The price of admission to the “baby tooth auction” at East Hampton’s Vered Gallery last Friday was $50, or roughly the cost of collecting one baby tooth and having it tested for the presence of the radioactive isotope strontium 90. Given the crowd, mostly prosperous-looking women of a certain age, it didn’t seem unrealistic when the hosts asked each guest for the $1600 it costs to test an entire mouthful of teeth.
For most scientists, getting money for research involves angling for grants from the National Cancer Institute, the Environmental Protection Agency, and the like. But, for the Tooth Fairy Project, a tooth-by-tooth study of the levels of radiation around Long Island (strontium 90 is a nuclear by-product that tends to lodge in growing teeth), fundraising has to be creative.
That’s not just because the government is unlikely to support a project headed by epidemiologist Jay Gould, consultant-turned-gadfly to the Environmental Protection Agency. After what he describes as his “conversion”— a process that involved reading Rachel Carson’s environmental classic Silent Spring and working on a class-action lawsuit over the near meltdown at Three Mile
Island— 84-year-old Gould says he doesn’t even want federal money to pay for his study on the effects of nuclear reactors. “We don’t solicit government funding,” says an indignant Gould. “They’re the ones that are behind this problem.”
As Gould sees it, low-level radiation is dangerous to people living as much as 100 miles from nuclear reactors. So residents of both New York City and Suffolk County could be affected by reactors at Long Island’s Brookhaven National Laboratory, Connecticut’s Millstone nuclear power plants, and the Oyster Creek
nuclear power plant in New Jersey.
Gould and the mostly retired scientists with whom he collaborates find themselves at odds with the mainstream position on radiation. They’ve been accused of “manipulation of statistics,” (that from a spokesman for Northeastern Utilities, which runs the Millstone plant), “junk science” (Otto Rabe, chairman of the Physics and Health Society), and worse. For his part, Gould thinks the government, members of the nuclear industry, and even other scientists are threatened by his work: “They’re terrified of what we’re doing.”
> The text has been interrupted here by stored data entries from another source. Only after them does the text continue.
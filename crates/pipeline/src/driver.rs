//! LLM driver
//!
//! Consumes one assistant response per user prompt. In streaming mode the
//! driver owns the tool-call loop: it issues requests, drains the chunk
//! stream into the text buffer, executes tool calls in emission order, and
//! re-issues with the updated history until a round produces no tool calls.
//! In legacy mode the provider runs the loop internally and the driver just
//! picks the last assistant message.
//!
//! The driver is stateless across requests; all state lives on the turn and
//! in the text buffer.

use std::sync::Arc;

use duplex_core::{ToolCall, Turn, TurnStage};
use duplex_llm::{
    Capabilities, LlmChunk, MessageRole, PromptOptions, StreamingLanguageModel,
    TextLanguageModel,
};
use duplex_tools::ToolRegistry;
use futures::StreamExt;
use tracing::warn;

use crate::text_buffer::TextBuffer;
use crate::turns::TurnsStore;
use crate::OrchestratorError;

/// The configured LLM collaborator, one of the two prompting modes.
#[derive(Clone)]
pub enum LlmClient {
    Streaming(Arc<dyn StreamingLanguageModel>),
    Text(Arc<dyn TextLanguageModel>),
}

impl LlmClient {
    pub fn capabilities(&self) -> Capabilities {
        match self {
            LlmClient::Streaming(llm) => llm.capabilities(),
            LlmClient::Text(llm) => llm.capabilities(),
        }
    }
}

/// Content callback invoked with every content delta the driver forwards.
pub(crate) type ContentCallback = Arc<dyn Fn(&str) + Send + Sync>;

/// What the driver produced for one prompt.
#[derive(Debug, Clone, Default)]
pub(crate) struct TurnDraft {
    pub content: String,
    pub tool_calls: Vec<ToolCall>,
}

/// Everything a driver run needs, cloned out of the orchestrator.
pub(crate) struct DriverContext {
    pub llm: LlmClient,
    pub tools: ToolRegistry,
    pub turns: Arc<TurnsStore>,
    pub text_buffer: TextBuffer,
    pub system_prompt: Option<String>,
    pub on_content: Option<ContentCallback>,
}

impl DriverContext {
    fn base_options(&self, history: &[Turn]) -> PromptOptions {
        let mut options = PromptOptions::new()
            .with_history(request_history(history))
            .with_tools(self.tools.tools().to_vec());
        if let Some(system_prompt) = &self.system_prompt {
            options = options.with_system_prompt(system_prompt.clone());
        }
        options
    }
}

/// History as presented to the provider: cancelled assistant turns are
/// dropped so the model never sees half-finished responses.
pub(crate) fn request_history(history: &[Turn]) -> Vec<Turn> {
    history.iter().filter(|turn| !turn.cancelled).cloned().collect()
}

/// The drive is over when the turn it was started for is cancelled, or is
/// already gone from the active slot (cancelled and finalized under us).
fn turn_abandoned(turns: &TurnsStore) -> bool {
    turns.active_turn().map_or(true, |turn| turn.cancelled)
}

/// Run the configured LLM for one prompt against the given history
/// snapshot. Returns `None` when the active turn was cancelled mid-drive.
pub(crate) async fn run(
    ctx: &DriverContext,
    prompt: &str,
    history: Vec<Turn>,
) -> Result<Option<TurnDraft>, OrchestratorError> {
    match ctx.llm.clone() {
        LlmClient::Streaming(llm) => run_streaming(ctx, llm, prompt, history).await,
        LlmClient::Text(llm) => run_text(ctx, llm, prompt, history).await,
    }
}

async fn run_streaming(
    ctx: &DriverContext,
    llm: Arc<dyn StreamingLanguageModel>,
    prompt: &str,
    mut history: Vec<Turn>,
) -> Result<Option<TurnDraft>, OrchestratorError> {
    let mut draft = TurnDraft::default();
    let mut first_round = true;

    loop {
        let options = ctx.base_options(&history);
        let mut stream = llm
            .prompt_with_stream(first_round.then_some(prompt), options)
            .await?;

        let mut round_calls: Vec<ToolCall> = Vec::new();
        while let Some(chunk) = stream.next().await {
            let chunk = match chunk {
                Ok(chunk) => chunk,
                Err(err) => {
                    warn!(error = %err, "skipping malformed stream chunk");
                    continue;
                }
            };
            match chunk {
                LlmChunk::Content { text } => {
                    if turn_abandoned(&ctx.turns) {
                        return Ok(None);
                    }
                    ctx.turns.advance_active_stage(TurnStage::Speaking);
                    ctx.text_buffer.add_chunk(text.clone());
                    draft.content.push_str(&text);
                    if let Some(on_content) = &ctx.on_content {
                        on_content(&text);
                    }
                }
                LlmChunk::ToolCall(call) => round_calls.push(call),
                LlmChunk::Role { .. }
                | LlmChunk::Reasoning { .. }
                | LlmChunk::Usage(_)
                | LlmChunk::Finish { .. } => {}
            }
        }

        if round_calls.is_empty() {
            return Ok(Some(draft));
        }

        for call in &mut round_calls {
            match ctx.tools.invoke(call).await {
                Ok(outcome) => call.response = Some(outcome.response),
                Err(err) => warn!(tool = %call.name, error = %err, "tool call not dispatched"),
            }
        }

        // Fold this round into the request history: the user prompt (first
        // round only), then the assistant turn carrying the calls and their
        // responses. The next request goes out with no user prompt.
        if first_round {
            history.push(Turn::user(prompt));
            first_round = false;
        }
        let mut assistant = Turn::assistant();
        assistant.tool_calls = round_calls.clone();
        assistant.stage = TurnStage::Done;
        history.push(assistant);
        draft.tool_calls.extend(round_calls);
    }
}

async fn run_text(
    ctx: &DriverContext,
    llm: Arc<dyn TextLanguageModel>,
    prompt: &str,
    history: Vec<Turn>,
) -> Result<Option<TurnDraft>, OrchestratorError> {
    let options = ctx.base_options(&history).with_content_callback({
        let turns = ctx.turns.clone();
        let text_buffer = ctx.text_buffer.clone();
        let on_content = ctx.on_content.clone();
        move |text: &str| {
            if turn_abandoned(&turns) {
                return;
            }
            turns.advance_active_stage(TurnStage::Speaking);
            text_buffer.add_chunk(text);
            if let Some(on_content) = &on_content {
                on_content(text);
            }
        }
    });

    let messages = llm.prompt(prompt, options).await?;
    if turn_abandoned(&ctx.turns) {
        return Ok(None);
    }

    let draft = messages
        .iter()
        .rev()
        .find(|message| message.role == MessageRole::Assistant)
        .map(|message| TurnDraft {
            content: message.content.clone(),
            tool_calls: message.tool_calls.clone(),
        })
        .unwrap_or_default();
    Ok(Some(draft))
}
Luckily— sort of— for the Tooth Fairy Project, the summer homes of the rich and famous are ground zero for this particular scientific inquiry, making the matter of government funding almost moot. Poverty often marks environmental victims— “It’s usually the poor blacks or the poor in Appalachia,” as one Hamptonite put it. But this time the threat is being felt by residents of Long Island’s exalted East End, including Alec Baldwin, who has personally penned a plea asking 15,000 families to send in baby teeth for testing, and Christie Brinkley, who hosted a Tooth Fairy fundraiser a few weeks back.
The fear that radiation is affecting local health has also spurred concert promoter Ron Delsner and Wall Street broker David Friedson to come up with $100,000 for the next phase of the project. That’s when researchers plan to map the results of the tooth tests by zip code to see whether radiation levels match up with what they believe are clusters of breast, prostate, and a rare form of childhood cancer.
The first wave of concern about radiation was quelled by President Kennedy’s ban on aboveground nuclear weapons testing in 1963 (motivation for the ban was provided by a similar tooth study done in St. Louis). The test ban did result in lower radiation levels, and the government— which had itself tracked strontium 90 levels— stopped doing so in 1982. Since then, Gould believes radiation exposure has begun to increase again.
Based on analysis of their first 300 baby teeth, “the levels look as though they’ve been taken during the [nuclear weapons] testing years,” says Gould. “It just freaked us out when we got the results.”
Being freaked out isn’t enough, of course. Gould and colleagues need hard evidence to clinch their case— and defend them against charges of paranoia. So the project is continuing to gather teeth, hoping to collect as many as 2000 from the New York area by the end of the year, as well as some from people living near reactors in central New Jersey and Miami, Florida. After that, the project may start collecting teeth from places near reactors in Chicago, Sacramento, and Boston, and may then begin to check on the health of people whose teeth had particularly high levels of strontium 90.
At that point, which could be years away, Gould expects to have unequivocally shown the danger of environmental radiation. The evidence will be so clear, he predicts, that the government will have no choice but to take over the strontium 90 research themselves. “They’d have to,” says Gould, savoring the thought of vindication. “It would be embarrassing not to.”